* **Data for this exercise**:
══════

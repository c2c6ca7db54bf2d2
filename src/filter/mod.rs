pub mod error;
pub mod filter_order;
pub mod filter_where;
pub mod normalize;
pub mod page;
pub mod pager;
pub mod types;

pub use error::{FieldErrors, SearchError, SearchResult};
pub use filter_order::FilterOrder;
pub use filter_where::FilterWhere;
pub use normalize::normalize;
pub use page::{Page, Pagination};
pub use pager::{PageWindow, Pager};
pub use types::*;
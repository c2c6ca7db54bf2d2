use std::time::{Duration, Instant};

use crate::database::{Row, Store, StoreError};
use crate::filter::{PageWindow, PredicateNode, ResolvedSort};
use crate::schema::EntitySchema;

#[derive(Debug, Clone, Copy, Default)]
pub struct ExecutorSettings {
    pub query_timeout: Option<Duration>,
    pub slow_query_threshold: Option<Duration>,
}

/// What the two reads returned
#[derive(Debug, Clone)]
pub struct Fetched {
    pub records: u64,
    pub rows: Vec<Row>,
}

/// Issues the count and the page fetch against a store. Both reads run
/// concurrently and see the same predicate; they are not a snapshot, so
/// under concurrent writes `records` and `rows` may disagree slightly.
pub struct Executor<'a> {
    store: &'a dyn Store,
    settings: ExecutorSettings,
}

impl<'a> Executor<'a> {
    pub fn new(store: &'a dyn Store, settings: ExecutorSettings) -> Self {
        Self { store, settings }
    }

    pub async fn run(
        &self,
        schema: &EntitySchema,
        predicate: &PredicateNode,
        sort: &ResolvedSort,
        window: PageWindow,
    ) -> Result<Fetched, StoreError> {
        let started = Instant::now();
        let reads = async {
            futures::try_join!(
                self.store.count(schema, predicate),
                self.store.fetch(schema, predicate, sort, window)
            )
        };
        let (records, rows) = self.bounded(reads).await?;
        self.warn_if_slow(schema, predicate, started.elapsed());
        Ok(Fetched { records, rows })
    }

    /// Single fetch for record lookups
    pub async fn fetch(
        &self,
        schema: &EntitySchema,
        predicate: &PredicateNode,
        sort: &ResolvedSort,
        window: PageWindow,
    ) -> Result<Vec<Row>, StoreError> {
        let started = Instant::now();
        let rows = self.bounded(self.store.fetch(schema, predicate, sort, window)).await?;
        self.warn_if_slow(schema, predicate, started.elapsed());
        Ok(rows)
    }

    /// Dropping the timed-out future abandons every read still in flight
    async fn bounded<T, F>(&self, reads: F) -> Result<T, StoreError>
    where
        F: std::future::Future<Output = Result<T, StoreError>>,
    {
        match self.settings.query_timeout {
            Some(limit) => tokio::time::timeout(limit, reads)
                .await
                .map_err(|_| StoreError::Timeout(limit.as_millis() as u64))?,
            None => reads.await,
        }
    }

    fn warn_if_slow(&self, schema: &EntitySchema, predicate: &PredicateNode, elapsed: Duration) {
        if let Some(threshold) = self.settings.slow_query_threshold {
            if elapsed >= threshold {
                tracing::warn!(
                    entity = %schema.name,
                    store = self.store.name(),
                    predicate = %predicate.shape(),
                    elapsed_ms = elapsed.as_millis() as u64,
                    "slow search query"
                );
            }
        }
    }
}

══════

* **Work order**:
Report the lines above that contain "Option".

* **Output of the exercise**:
    pub query_timeout: Option<Duration>,
    pub slow_query_threshold: Option<Duration>,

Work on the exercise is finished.